Using a strategy to specifically knock out only the portion of the genes that encode specific FG domains within nuclear pore complex proteins, and genetic techniques to engineer mutant yeast strains with minimal subsets of the FG domains, the researchers found that they could delete half of the domains, and half of their total mass, without affecting cellular function. They also discovered that a specific combination of domains was necessary for one kind of transport factor to “truck” its cargo across the membrane, whereas another transport factor required another combination.

These discoveries have shed light on the remarkable selectivity of nuclear pore complexes. “There might exist functionally independent routes through the (complex), potentially using the same innate mechanisms of translocation, but through different binding sites,” wrote Benjamin L. Timney, Ph.D., and Michael P. Rout, Ph.D., of the Laboratory of Cellular and Structural Biology at The Rockefeller University in New York, in a commentary that accompanied the Wente group’s paper.

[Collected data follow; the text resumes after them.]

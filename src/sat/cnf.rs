use std::fmt::Display;
use std::fmt::Formatter;
use std::ops::Not;

/// A propositional literal in DIMACS numbering: variable `v` is `v`, its negation is `-v`.
#[derive(Clone, Copy, Debug, PartialEq, Eq, PartialOrd, Ord, Hash)]
pub struct Literal(i32);

impl Literal {
    pub fn positive(var: u32) -> Literal {
        Literal(var as i32)
    }

    pub fn var(self) -> u32 {
        self.0.unsigned_abs()
    }

    pub fn is_positive(self) -> bool {
        self.0 > 0
    }

    pub fn to_dimacs(self) -> i32 {
        self.0
    }
}

impl Not for Literal {
    type Output = Literal;

    fn not(self) -> Self::Output {
        Literal(-self.0)
    }
}

impl Display for Literal {
    fn fmt(&self, f: &mut Formatter<'_>) -> std::fmt::Result {
        write!(f, "{}", self.0)
    }
}

/// A formula in conjunctive normal form under construction.
///
/// Variable 1 is reserved and fixed to true, so constants can be used as literals. Clauses are
/// simplified as they are added: false literals are dropped, and clauses containing a true
/// literal or a complementary pair are not stored at all.
#[derive(Clone, Debug)]
pub struct Cnf {
    num_vars: u32,
    clauses: Vec<Vec<Literal>>,
    inconsistent: bool,
}

impl Default for Cnf {
    fn default() -> Self {
        Cnf {
            num_vars: 1,
            clauses: vec![vec![Literal(1)]],
            inconsistent: false,
        }
    }
}

impl Cnf {
    pub fn true_literal(&self) -> Literal {
        Literal(1)
    }

    pub fn false_literal(&self) -> Literal {
        Literal(-1)
    }

    pub fn constant(&self, value: bool) -> Literal {
        if value {
            self.true_literal()
        } else {
            self.false_literal()
        }
    }

    pub fn new_literal(&mut self) -> Literal {
        self.num_vars += 1;
        Literal::positive(self.num_vars)
    }

    pub fn add_clause(&mut self, literals: impl IntoIterator<Item = Literal>) {
        let mut clause: Vec<Literal> = Vec::new();

        for literal in literals {
            if literal == self.true_literal() || clause.contains(&!literal) {
                return;
            }
            if literal == self.false_literal() || clause.contains(&literal) {
                continue;
            }
            clause.push(literal);
        }

        if clause.is_empty() {
            self.inconsistent = true;
            clause.push(self.false_literal());
        }

        self.clauses.push(clause);
    }

    pub fn add_unit(&mut self, literal: Literal) {
        self.add_clause([literal]);
    }

    /// Whether an empty clause was added, which makes the formula trivially unsatisfiable.
    pub fn is_inconsistent(&self) -> bool {
        self.inconsistent
    }

    pub fn num_vars(&self) -> u32 {
        self.num_vars
    }

    pub fn clauses(&self) -> &[Vec<Literal>] {
        &self.clauses
    }

    pub fn to_dimacs_clauses(&self) -> Vec<Vec<i32>> {
        self.clauses
            .iter()
            .map(|clause| clause.iter().map(|literal| literal.to_dimacs()).collect())
            .collect()
    }
}

/// The formula in the DIMACS CNF format.
impl Display for Cnf {
    fn fmt(&self, f: &mut Formatter<'_>) -> std::fmt::Result {
        writeln!(f, "p cnf {} {}", self.num_vars, self.clauses.len())?;

        for clause in &self.clauses {
            for literal in clause {
                write!(f, "{literal} ")?;
            }
            writeln!(f, "0")?;
        }

        Ok(())
    }
}
#![cfg(test)]

mod constraints;

use std::collections::BTreeSet;

use crate::decoder::GroupSchedule;
use crate::decoder::Schedule;
use crate::domain::Day;
use crate::domain::Lesson;
use crate::domain::LessonKind;
use crate::domain::Slot;
use crate::domain::SlotItem;
use crate::generator::Curriculum;
use crate::smt::Backend;
use crate::smt::Problem;
use crate::smt::Verdict;

/// Counts how often the wrapped backend is asked to decide a problem.
#[derive(Debug)]
pub(crate) struct CountingBackend<B> {
    inner: B,
    pub(crate) calls: usize,
}

impl<B> CountingBackend<B> {
    pub(crate) fn new(inner: B) -> Self {
        CountingBackend { inner, calls: 0 }
    }
}

impl<B: Backend> Backend for CountingBackend<B> {
    fn check(&mut self, problem: &Problem) -> Verdict {
        self.calls += 1;
        self.inner.check(problem)
    }
}

/// A backend which always gives up.
#[derive(Debug)]
pub(crate) struct GivingUpBackend;

impl Backend for GivingUpBackend {
    fn check(&mut self, _: &Problem) -> Verdict {
        Verdict::Unknown("time limit reached".to_owned())
    }
}

/// Every day of every group is empty or holds one run of `min..=max` consecutive lessons.
pub(crate) fn assert_daily_runs(schedule: &Schedule, min: usize, max: usize) {
    for group in &schedule.groups {
        for day in &group.days {
            let occupied = day.occupied_slots().collect::<Vec<_>>();
            let (Some(&first), Some(&last)) = (occupied.first(), occupied.last()) else {
                continue;
            };

            assert_eq!(
                last - first + 1,
                occupied.len(),
                "{} has gaps on {}: {occupied:?}",
                group.group,
                day.day
            );
            assert!(
                (min..=max).contains(&occupied.len()),
                "{} has a run of {} lessons on {}",
                group.group,
                occupied.len(),
                day.day
            );
        }
    }
}

/// Every group is given exactly its required load.
pub(crate) fn assert_weekly_loads(schedule: &Schedule, curriculum: &Curriculum) {
    for group in &schedule.groups {
        let required = curriculum.group_load(group.group);

        for subject in curriculum.subjects() {
            for kind in LessonKind::ALL {
                assert_eq!(
                    group.weekly_load(subject, kind),
                    required.get(subject, kind),
                    "{} has the wrong load of {subject} {kind}",
                    group.group
                );
            }
        }
    }
}

/// Every lesson is eligible and held in a configured room.
pub(crate) fn assert_well_formed(schedule: &Schedule, curriculum: &Curriculum) {
    let eligible = curriculum
        .eligibility()
        .iter()
        .map(|eligibility| (eligibility.tutor, eligibility.subject, eligibility.kind))
        .collect::<BTreeSet<_>>();

    for group in &schedule.groups {
        for lesson in group.assignments() {
            assert!(eligible.contains(&(lesson.tutor, lesson.subject, lesson.kind)));
            assert!(curriculum.rooms().index_of(lesson.room).is_some());
        }
    }
}

/// No two groups clash in any (day, slot).
pub(crate) fn assert_cross_group_compatible(schedule: &Schedule) {
    for (index, first) in schedule.groups.iter().enumerate() {
        for second in &schedule.groups[index + 1..] {
            for day in Day::ALL {
                for slot in Slot::all() {
                    let a = cell(first, day, slot);
                    let b = cell(second, day, slot);

                    assert_eq!(
                        a.is_pair(),
                        b.is_pair(),
                        "{} and {} disagree on the shape of {day} {slot}",
                        first.group,
                        second.group
                    );
                    for ((_, x), (_, y)) in a.lessons().zip(b.lessons()) {
                        assert!(
                            lessons_compatible(x, y),
                            "{} and {} clash on {day} {slot}: {x:?} / {y:?}",
                            first.group,
                            second.group
                        );
                    }
                }
            }
        }
    }
}

pub(crate) fn cell(group: &GroupSchedule, day: Day, slot: Slot) -> SlotItem {
    group.days[day.index()].slot_item(slot)
}

fn lessons_compatible(first: Lesson, second: Lesson) -> bool {
    match (first, second) {
        (Lesson::Blank, Lesson::Blank) => true,
        (Lesson::Blank, other) | (other, Lesson::Blank) => !other.is_lecture(),
        (
            Lesson::Filled {
                subject: s1,
                kind: k1,
                tutor: t1,
                room: r1,
            },
            Lesson::Filled {
                subject: s2,
                kind: k2,
                tutor: t2,
                room: r2,
            },
        ) => match (k1, k2) {
            (LessonKind::Lecture, LessonKind::Lecture) => s1 == s2 && t1 == t2 && r1 == r2,
            (LessonKind::Lecture, _) | (_, LessonKind::Lecture) => false,
            _ => (t1 != t2 || t1.is_none()) && r1 != r2,
        },
    }
}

The presence of more than one pathway is a good thing, Wente added. This work may provide future clues for ways to block pathogens such as the human immunodeficiency virus (HIV) from slipping their genetic material into the nucleus — without disrupting normal cell functions. Other signaling factors, such as those that trigger cancer cell growth or a “toxic shock” immune response to infection, also potentially could be specifically locked out of the nucleus.

“It’s basic cell biology,” Wente said. “If you want to try to inhibit something from moving from the nucleus to the cytoplasm (and vice versa), this is the portal.”

Wente’s colleagues in this study included her former graduate student Lisa A. Strawn, Ph.D., and former research associate Tianxiang Shen, M.S.; and Nataliya Shulga, Ph.D., and David S. Goldfarb, Ph.D., both in the department of Biology at the University of Rochester.

The study was supported by the National Institutes of Health.